Posts Tagged With: love

An Offering from the Heart

A  couple of months ago, the newly established Museum of Beadwork in Portland, Maine sent a call out for bead artists to participate in a very special project, which would become part of their permanent collection.  It was an invitation to a community undertaking. Artists would create a design of their choice on a six-inch square hard surface. All the squares would be put together in such a way to form a visual quilt.

The potential of such a project caught my attention. Decades ago in a college art class, the instructor assigned students to shoot black and white photos of the urban industrial landscape that were later cut up, pieced together and mounted on a large collective board. It produced an interesting piece of art. I’m quite sure the outcome was intended to probe the depths of a philosophy—because that’s who the instructor was—and open our sensibilities. I wish I remembered what we unearthed, quite unknown to us at the start. At any rate, the memory of that assignment, the process and result, stayed with me all these years and came to mind again after I received the call for bead artists.

I sat with it. I considered participating but nothing as far as design came to me. And frankly, I  work much larger than the criteria allowed, and it felt restricting. But then I thought about haiku and the six-word story. In their brevity, just the framework, much is left open to the reader’s interpretation.  And isn’t that what art is at its best anyway? Something evocative that touches you? Through which you can have an experience?

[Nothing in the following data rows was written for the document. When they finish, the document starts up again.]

use serde::{Deserialize, Deserializer, Serialize, Serializer};
use std::{fmt, str::FromStr};
use thiserror::Error;

// Scaling factor for fixed-point arithmetic
// Using 10000 for easy decimal representation (4 decimal places)
pub const SCALE: i64 = 10_000;
pub const HALF_SCALE: i64 = SCALE / 2;
const DECIMALS: usize = 4;

/// Fixed-point number with 4 decimal places of precision.
///
/// Prices and asset quantities are kept in this form so the market never
/// accumulates floating-point drift. On disk it is written as a plain JSON
/// number.
#[derive(Debug, Clone, Copy, Default, PartialEq, Eq, PartialOrd, Ord, Hash)]
pub struct Decimal(i64);

#[derive(Debug, Clone, PartialEq, Eq, Error)]
pub enum ParseDecimalError {
    #[error("not a decimal number: {0:?}")]
    Invalid(String),
    #[error("at most {DECIMALS} decimal places are supported")]
    Precision,
    #[error("value out of range")]
    Overflow,
}

impl Decimal {
    pub const ZERO: Self = Decimal(0);
    pub const ONE: Self = Decimal(SCALE);

    pub const fn from_raw(raw: i64) -> Self {
        Decimal(raw)
    }

    /// Get the raw scaled value
    pub const fn raw(self) -> i64 {
        self.0
    }

    /// Create from an integer value
    pub fn from_int(value: i64) -> Self {
        Decimal(value.saturating_mul(SCALE))
    }

    /// Create from a whole number of points
    pub fn from_units(value: u64) -> Self {
        Decimal::from_int(i64::try_from(value).unwrap_or(i64::MAX))
    }

    /// Create from a fraction (numerator / denominator)
    pub fn from_frac(numerator: i64, denominator: i64) -> Self {
        if denominator == 0 {
            return Decimal(0);
        }
        Decimal::from_int(numerator).div(Decimal::from_int(denominator))
    }

    /// Create from a float, rounding to the nearest representable value.
    pub fn from_f64(value: f64) -> Self {
        // `as` saturates and maps NaN to zero.
        Decimal((value * SCALE as f64).round() as i64)
    }

    pub fn to_f64(self) -> f64 {
        self.0 as f64 / SCALE as f64
    }

    pub fn is_positive(self) -> bool {
        self.0 > 0
    }

    pub fn is_negative(self) -> bool {
        self.0 < 0
    }

    /// Convert to integer with rounding
    pub fn to_int_rounded(self) -> i64 {
        if self.0 >= 0 {
            (self.0 + HALF_SCALE) / SCALE
        } else {
            (self.0 - HALF_SCALE) / SCALE
        }
    }

    /// Smallest whole number of points not below this value (zero for non-positive values).
    pub fn ceil_units(self) -> u64 {
        if self.0 <= 0 {
            return 0;
        }
        (self.0 as u64).div_ceil(SCALE as u64)
    }

    /// Whole points, discarding the fraction (zero for non-positive values).
    pub fn floor_units(self) -> u64 {
        if self.0 <= 0 {
            return 0;
        }
        (self.0 / SCALE) as u64
    }

    /// Round half away from zero to `dp` decimal places.
    pub fn round_dp(self, dp: u32) -> Self {
        let step = Self::step(dp);
        let quotient = self.0 / step;
        let remainder = self.0 % step;
        let carry = if remainder.abs() * 2 >= step {
            remainder.signum()
        } else {
            0
        };
        Decimal((quotient + carry) * step)
    }

    /// Round toward negative infinity to `dp` decimal places.
    pub fn floor_dp(self, dp: u32) -> Self {
        let step = Self::step(dp);
        Decimal(self.0.div_euclid(step) * step)
    }

    fn step(dp: u32) -> i64 {
        let dp = dp.min(DECIMALS as u32);
        10i64.pow(DECIMALS as u32 - dp)
    }

    /// Multiply two fixed-point numbers
    pub fn mul(self, other: Self) -> Self {
        let scaled = (self.0 as i128) * (other.0 as i128);
        Decimal(clamp_i128(scaled / SCALE as i128))
    }

    /// Multiply, or `None` when the product does not fit.
    pub fn checked_mul(self, other: Self) -> Option<Self> {
        let scaled = (self.0 as i128) * (other.0 as i128) / SCALE as i128;
        i64::try_from(scaled).ok().map(Decimal)
    }

    /// Divide two fixed-point numbers
    pub fn div(self, other: Self) -> Self {
        if other.0 == 0 {
            return Decimal(0);
        }
        let scaled = (self.0 as i128) * (SCALE as i128);
        Decimal(clamp_i128(scaled / other.0 as i128))
    }
}

fn clamp_i128(value: i128) -> i64 {
    value.clamp(i64::MIN as i128, i64::MAX as i128) as i64
}

impl std::ops::Add for Decimal {
    type Output = Self;
    fn add(self, other: Self) -> Self {
        Decimal(self.0.saturating_add(other.0))
    }
}

impl std::ops::AddAssign for Decimal {
    fn add_assign(&mut self, other: Self) {
        *self = *self + other;
    }
}

impl std::ops::Sub for Decimal {
    type Output = Self;
    fn sub(self, other: Self) -> Self {
        Decimal(self.0.saturating_sub(other.0))
    }
}

impl std::ops::SubAssign for Decimal {
    fn sub_assign(&mut self, other: Self) {
        *self = *self - other;
    }
}

impl std::ops::Neg for Decimal {
    type Output = Self;
    fn neg(self) -> Self {
        Decimal(-self.0)
    }
}

impl std::ops::Mul for Decimal {
    type Output = Self;
    fn mul(self, other: Self) -> Self {
        Decimal::mul(self, other)
    }
}

impl std::ops::Div for Decimal {
    type Output = Self;
    fn div(self, other: Self) -> Self {
        Decimal::div(self, other)
    }
}

impl fmt::Display for Decimal {
    /// Always shows at least two decimals, trailing zeros beyond that are dropped.
    fn fmt(&self, f: &mut fmt::Formatter<'_>) -> fmt::Result {
        let sign = if self.0 < 0 { "-" } else { "" };
        let magnitude = self.0.unsigned_abs();
        let whole = magnitude / SCALE as u64;
        let frac = format!("{:04}", magnitude % SCALE as u64);
        let trimmed = frac.trim_end_matches('0');
        let frac = if trimmed.len() < 2 { &frac[..2] } else { trimmed };
        write!(f, "{sign}{whole}.{frac}")
    }
}

impl FromStr for Decimal {
    type Err = ParseDecimalError;

    fn from_str(s: &str) -> Result<Self, Self::Err> {
        let text = s.trim();
        let invalid = || ParseDecimalError::Invalid(s.to_string());
        let (negative, digits) = match text.strip_prefix('-') {
            Some(rest) => (true, rest),
            None => (false, text),
        };
        let (whole, frac) = digits.split_once('.').unwrap_or((digits, ""));
        if whole.is_empty() && frac.is_empty() {
            return Err(invalid());
        }
        if !whole.chars().all(|c| c.is_ascii_digit()) || !frac.chars().all(|c| c.is_ascii_digit())
        {
            return Err(invalid());
        }
        if frac.len() > DECIMALS {
            return Err(ParseDecimalError::Precision);
        }

        let whole: i64 = if whole.is_empty() {
            0
        } else {
            whole.parse().map_err(|_| ParseDecimalError::Overflow)?
        };
        let frac: i64 = if frac.is_empty() {
            0
        } else {
            let padded = format!("{frac:0<width$}", width = DECIMALS);
            padded.parse().map_err(|_| invalid())?
        };
        let raw = whole
            .checked_mul(SCALE)
            .and_then(|w| w.checked_add(frac))
            .ok_or(ParseDecimalError::Overflow)?;
        Ok(Decimal(if negative { -raw } else { raw }))
    }
}

impl Serialize for Decimal {
    fn serialize<S: Serializer>(&self, serializer: S) -> Result<S::Ok, S::Error> {
        serializer.serialize_f64(self.to_f64())
    }
}

impl<'de> Deserialize<'de> for Decimal {
    fn deserialize<D: Deserializer<'de>>(deserializer: D) -> Result<Self, D::Error> {
        f64::deserialize(deserializer).map(Decimal::from_f64)
    }
}
use serde::{Deserialize, Serialize};
use std::fmt;

pub const DECK_SIZE: u8 = 52;

const RANKS: [&str; 13] = [
    "A", "2", "3", "4", "5", "6", "7", "8", "9", "10", "J", "Q", "K",
];
const SUITS: [&str; 4] = ["♠", "♥", "♦", "♣"];

/// A playing card encoded as 0-51: `rank = id % 13` (0 = ace), `suit = id / 13`.
#[derive(Clone, Copy, Debug, PartialEq, Eq, Hash, Serialize, Deserialize)]
#[serde(transparent)]
pub struct Card(u8);

impl Card {
    pub fn new(id: u8) -> Option<Self> {
        (id < DECK_SIZE).then_some(Self(id))
    }

    /// Builds a card from a 0-based rank (0 = ace, 12 = king) and suit (0-3).
    pub fn from_parts(rank: u8, suit: u8) -> Option<Self> {
        if rank >= 13 || suit >= 4 {
            return None;
        }
        Some(Self(suit * 13 + rank))
    }

    pub fn id(self) -> u8 {
        self.0
    }

    /// 0-based rank (0 = ace, 12 = king).
    pub fn rank(self) -> u8 {
        self.0 % 13
    }

    pub fn suit(self) -> u8 {
        self.0 / 13
    }

    pub fn is_ace(self) -> bool {
        self.rank() == 0
    }

    /// Hard value of the card: aces count 11, faces 10.
    pub fn points(self) -> u8 {
        match self.rank() + 1 {
            1 => 11,
            r if r >= 10 => 10,
            r => r,
        }
    }

    /// Every card of a standard deck, in order.
    pub fn deck() -> Vec<Card> {
        (0..DECK_SIZE).map(Card).collect()
    }
}

impl fmt::Display for Card {
    fn fmt(&self, f: &mut fmt::Formatter<'_>) -> fmt::Result {
        write!(
            f,
            "{}{}",
            RANKS[self.rank() as usize],
            SUITS[self.suit() as usize]
        )
    }
}

#[cfg(test)]
mod tests {
    use super::*;

    #[test]
    fn test_card_parts() {
        let king_of_clubs = Card::from_parts(12, 3).unwrap();
        assert_eq!(king_of_clubs.id(), 51);
        assert_eq!(king_of_clubs.points(), 10);
        assert_eq!(king_of_clubs.to_string(), "K♣");

        let ace = Card::new(13).unwrap();
        assert!(ace.is_ace());
        assert_eq!(ace.points(), 11);
        assert_eq!(ace.to_string(), "A♥");

        assert!(Card::new(52).is_none());
        assert!(Card::from_parts(13, 0).is_none());
        assert_eq!(Card::deck().len(), 52);
    }
}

That still didn’t produce a design of any juice for me. Finally, something did. I focus my writing there frequently, and especially now.

 

…liminal space, the territory that holds the material and imaginal realms equally…until they come together as one.

—Excerpted from Liminal

 

In the last month I’ve written of immediacy and the process we’ve collectively undertaken one way or another produced by the pandemic: This Pilgrimage We’re On and Move Slowly Back Into the World.

Of course, I’d also want to commemorate my own process in a piece of artwork! But it’s even more than that. Within a rite of passage, it would become a sacrament. An invocation, an intent to release into the world held lightly by community. It takes on power. With shape, color and symbols, as the piece may speak for me, others may find their own meaning through what is left unexplained. The fashioning of form, the placement of each bead is no less a prayer, the embodiment of spiritual practice set into it, ultimately to be released to those who may feel and see, those who open their sensibilities to be touched in that way.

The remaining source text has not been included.